WHAT YOU SHOULD DO » For the data below, say how many lines contain "over". Only the number should be given.

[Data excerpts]
>>>>

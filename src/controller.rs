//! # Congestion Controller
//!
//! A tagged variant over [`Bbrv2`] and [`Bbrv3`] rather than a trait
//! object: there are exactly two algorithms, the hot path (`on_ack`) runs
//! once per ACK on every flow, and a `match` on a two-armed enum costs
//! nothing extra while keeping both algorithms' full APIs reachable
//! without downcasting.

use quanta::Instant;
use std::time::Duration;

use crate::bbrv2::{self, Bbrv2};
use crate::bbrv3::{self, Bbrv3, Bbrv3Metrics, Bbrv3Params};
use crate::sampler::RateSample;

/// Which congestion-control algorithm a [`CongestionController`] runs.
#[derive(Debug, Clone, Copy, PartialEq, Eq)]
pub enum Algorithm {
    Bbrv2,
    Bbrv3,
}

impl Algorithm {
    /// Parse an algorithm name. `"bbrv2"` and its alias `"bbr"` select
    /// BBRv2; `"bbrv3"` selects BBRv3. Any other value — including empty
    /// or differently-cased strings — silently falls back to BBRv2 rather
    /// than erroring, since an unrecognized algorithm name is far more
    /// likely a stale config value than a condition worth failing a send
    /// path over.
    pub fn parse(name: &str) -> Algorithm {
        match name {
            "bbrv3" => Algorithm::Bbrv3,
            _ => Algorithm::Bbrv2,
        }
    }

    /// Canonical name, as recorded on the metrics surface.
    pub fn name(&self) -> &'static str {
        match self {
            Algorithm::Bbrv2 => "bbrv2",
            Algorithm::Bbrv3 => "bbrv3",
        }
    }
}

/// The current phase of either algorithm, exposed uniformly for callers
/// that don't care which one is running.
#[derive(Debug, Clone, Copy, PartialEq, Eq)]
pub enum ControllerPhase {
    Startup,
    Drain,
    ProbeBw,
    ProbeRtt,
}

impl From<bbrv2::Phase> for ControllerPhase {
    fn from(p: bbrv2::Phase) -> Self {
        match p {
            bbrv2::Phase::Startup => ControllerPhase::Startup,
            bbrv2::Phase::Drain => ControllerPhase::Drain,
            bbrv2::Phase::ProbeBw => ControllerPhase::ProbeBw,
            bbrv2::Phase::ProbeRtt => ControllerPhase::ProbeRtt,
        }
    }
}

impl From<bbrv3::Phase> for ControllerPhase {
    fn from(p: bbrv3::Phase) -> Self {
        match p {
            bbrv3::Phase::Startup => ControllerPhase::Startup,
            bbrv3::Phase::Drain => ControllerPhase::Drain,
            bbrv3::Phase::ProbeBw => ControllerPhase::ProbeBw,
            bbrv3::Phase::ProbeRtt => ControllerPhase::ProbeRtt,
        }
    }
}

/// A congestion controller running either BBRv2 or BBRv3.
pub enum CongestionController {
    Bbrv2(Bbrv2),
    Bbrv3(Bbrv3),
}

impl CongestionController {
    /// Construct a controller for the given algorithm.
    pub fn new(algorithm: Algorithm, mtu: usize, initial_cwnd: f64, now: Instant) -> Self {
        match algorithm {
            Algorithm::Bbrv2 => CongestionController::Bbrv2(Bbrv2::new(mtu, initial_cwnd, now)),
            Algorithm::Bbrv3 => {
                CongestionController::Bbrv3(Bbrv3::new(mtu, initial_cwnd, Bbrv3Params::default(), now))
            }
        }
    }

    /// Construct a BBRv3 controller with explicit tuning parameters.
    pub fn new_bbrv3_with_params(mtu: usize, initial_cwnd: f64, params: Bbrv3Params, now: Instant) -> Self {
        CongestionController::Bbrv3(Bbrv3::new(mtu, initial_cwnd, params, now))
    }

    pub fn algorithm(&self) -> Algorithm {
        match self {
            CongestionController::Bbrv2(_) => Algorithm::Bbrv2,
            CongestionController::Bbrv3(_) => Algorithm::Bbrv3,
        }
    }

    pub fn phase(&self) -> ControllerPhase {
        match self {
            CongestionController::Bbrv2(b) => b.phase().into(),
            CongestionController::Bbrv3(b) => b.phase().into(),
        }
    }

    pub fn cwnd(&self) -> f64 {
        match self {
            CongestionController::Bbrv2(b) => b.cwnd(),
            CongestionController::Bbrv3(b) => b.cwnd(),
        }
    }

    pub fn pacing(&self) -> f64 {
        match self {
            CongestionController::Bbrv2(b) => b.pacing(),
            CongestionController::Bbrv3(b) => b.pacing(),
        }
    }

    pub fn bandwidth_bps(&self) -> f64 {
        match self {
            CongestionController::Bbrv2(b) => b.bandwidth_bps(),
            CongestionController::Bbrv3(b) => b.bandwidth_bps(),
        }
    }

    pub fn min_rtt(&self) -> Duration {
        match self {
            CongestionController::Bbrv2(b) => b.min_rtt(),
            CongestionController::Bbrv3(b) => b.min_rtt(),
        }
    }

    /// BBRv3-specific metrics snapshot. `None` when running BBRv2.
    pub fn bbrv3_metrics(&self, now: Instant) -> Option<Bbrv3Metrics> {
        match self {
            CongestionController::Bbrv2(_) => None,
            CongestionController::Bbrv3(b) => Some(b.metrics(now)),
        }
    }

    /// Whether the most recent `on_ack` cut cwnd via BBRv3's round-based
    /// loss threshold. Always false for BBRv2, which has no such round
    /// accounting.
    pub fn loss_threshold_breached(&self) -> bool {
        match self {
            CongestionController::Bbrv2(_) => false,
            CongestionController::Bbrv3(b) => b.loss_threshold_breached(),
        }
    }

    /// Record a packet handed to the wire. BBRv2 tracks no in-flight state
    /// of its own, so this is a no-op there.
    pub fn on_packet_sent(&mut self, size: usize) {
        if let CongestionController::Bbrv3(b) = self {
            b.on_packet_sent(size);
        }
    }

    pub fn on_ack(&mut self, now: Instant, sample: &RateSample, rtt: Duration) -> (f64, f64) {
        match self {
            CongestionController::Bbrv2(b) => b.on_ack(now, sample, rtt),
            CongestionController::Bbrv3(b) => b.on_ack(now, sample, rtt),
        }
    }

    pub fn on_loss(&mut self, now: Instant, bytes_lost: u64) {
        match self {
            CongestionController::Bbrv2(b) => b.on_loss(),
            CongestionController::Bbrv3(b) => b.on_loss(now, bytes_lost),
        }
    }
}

<<<<

TASK OUTPUT » 2